In many cities, including most prominently Oakland and New York, tent encampments on public spaces by the Occupy Wall Street movement have been cleared in early morning raids by police (read about the Oakland situation here). This time, at least, police violence seems to have been minimal. But what is regrettable is the use by city leaders of the lame excuse that "crime" problems necessitated the end of the encampments. It may be that the Occupy Wall street movement must generate new meaningful actions to build its momentum, but the claims that the encampments were generating unacceptable levels of crime is both false and reflexive.

To the latter point first. The gist of the argument behind this blog, and the book, Governing through Crime: How the War on Crime Transformed American Democracy and Created a Culture of Fear,is that political leaders facing a chronic legitimacy deficit since the late 1960s have frequently used protecting citizens from crime as the least problematic way of justifying the exercise of power.

In Oakland this played out in almost comic precision. Hemmoraging legitimacy after first clearing the plaza in a violent police sweep and then letting the Occupy encampment be reestablished Mayor Jean Quan seemed paralyzed with indecision about what to do about the camp until a murder on the periphery of the encampment last week gave her a crime cover. Having supported the goals of the occupation and accepted encampment as a protest tactic the Mayor now found an imperative requiring the preventive clearing of the site (read the full story in the SFChron here):

"The encampment became a place where we had repeated violence and, this week, a murder. We had to bring the camp to an end before more people were hurt."


[Based on radio reports this morning, Mayor Bloomberg is also citing public safety as a prime reason for clearing Zuccatti Square.]

While the details of the murder investigation are unknown to me, there is little reason to believe from what we know thus far that the encampment created a context that made such a killing more likely. Far from it. As media attention to the encampment has disclosed to many casual observers, Oakland has loads of homeless men, many of them battling symptoms of mental illness, life long drug abuse, and the soul destroying impact of mass incarceration. The city also has lots of young men punished and pushed out of schools and toward jail (read Victor Rios' superb book Punished for more on that) whose search for dignity takes them into deadly games of gang competition and related honor violence. These troubled populations, frequently churned by law enforcement, prison, and parole, has been a source of crime and insecurity in Oakland for decades; Occupy Oakland didn't bring it there, and based on published reports did not make it worst.

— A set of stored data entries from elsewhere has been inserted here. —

//! Init handoff, run inside the re-executed child.
//!
//! Reads the command from the control channel, gives the container its own
//! `/proc`, resolves the program on `PATH` and replaces the process image
//! with it. On success nothing here returns.

use std::convert::Infallible;
use std::ffi::{CString, OsStr};
use std::os::unix::ffi::OsStrExt;
use std::path::{Path, PathBuf};

use nix::unistd::execv;

use crate::channel;
use crate::error::{Error, Result};
use crate::fs::{make_mounts_private, remount_proc};

/// Runs the whole handoff. Only returns if a step failed.
pub fn run_container_init_process() -> Result<Infallible> {
    let command = channel::read_inherited_command()?;
    tracing::info!(?command, "init process received command");

    make_mounts_private()?;
    remount_proc()?;

    let path = resolve_command(&command[0])?;
    tracing::info!(path = %path.display(), "resolved command");

    exec_replace(&path, &command)
}

/// Finds `name` on the inherited `PATH`, or returns it as-is if it is already a path.
pub fn resolve_command(name: &str) -> Result<PathBuf> {
    which::which(name).map_err(|source| Error::CommandNotFound {
        command: name.to_string(),
        source,
    })
}

/// Replaces the current process with `path`, passing `args` as argv.
///
/// The environment is inherited unchanged.
pub fn exec_replace(path: &Path, args: &[String]) -> Result<Infallible> {
    let exec_error = |source| Error::Exec {
        path: path.to_path_buf(),
        source,
    };
    let program = to_cstring(path.as_os_str()).map_err(exec_error)?;
    let argv = args
        .iter()
        .map(|arg| to_cstring(OsStr::new(arg)))
        .collect::<std::result::Result<Vec<_>, _>>()
        .map_err(exec_error)?;

    execv(&program, &argv).map_err(exec_error)
}

fn to_cstring(value: &OsStr) -> nix::Result<CString> {
    CString::new(value.as_bytes()).map_err(|_| nix::Error::EINVAL)
}

#[cfg(test)]
mod tests {
    use super::*;

    #[test]
    fn test_resolve_command_on_path() {
        let path = resolve_command("sh").unwrap();
        assert!(path.is_absolute());
        assert!(path.ends_with("sh"));
    }

    #[test]
    fn test_resolve_absolute_path() {
        assert_eq!(resolve_command("/bin/sh").unwrap(), PathBuf::from("/bin/sh"));
    }

    #[test]
    fn test_resolve_missing_command() {
        let err = resolve_command("definitely-not-a-real-command-4711").unwrap_err();
        assert!(matches!(err, Error::CommandNotFound { ref command, .. }
            if command == "definitely-not-a-real-command-4711"));
        assert_eq!(err.exit_code(), crate::error::EXIT_NOT_FOUND);
    }

    #[test]
    fn test_exec_rejects_interior_nul() {
        let args = vec!["sh".to_string(), "a\0b".to_string()];
        let err = exec_replace(Path::new("/bin/sh"), &args).unwrap_err();
        assert!(matches!(err, Error::Exec { source: nix::Error::EINVAL, .. }));
    }

    #[test]
    fn test_exec_missing_file_returns_error() {
        let args = vec!["ghost".to_string()];
        let err = exec_replace(Path::new("/nonexistent/ghost"), &args).unwrap_err();
        assert!(matches!(err, Error::Exec { source: nix::Error::ENOENT, .. }));
        assert_eq!(err.exit_code(), crate::error::EXIT_CANNOT_EXECUTE);
    }
}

Indeed, as a criminologist I would suspect the encampment may have provided a temporary context and social network that was very positive for individuals marginalized by the empty rungs on Oakland's post-industrial economic ladder and generally punished by government interventions. For a short period, many of these individuals found themselves gathered in a common political and social enterprise with highly educated and employed people who generally don't share the same social network. A more confident mayor of Oakland might have invited the Occupy Oakland movement to set up satellite Occupy encampments in some of the hard pressed Oakland neighborhoods where young people desperately need a positive pro-social movement to be involved in which gives them hope and dignity while teaching them tools of political involvement and non-violence.

What ever the Occupy movement does next it should be judged on cogency of its message and the dignity of its tactics, and not stigmatized by a crime problem that belongs to Oakland, its Mayor and its police department.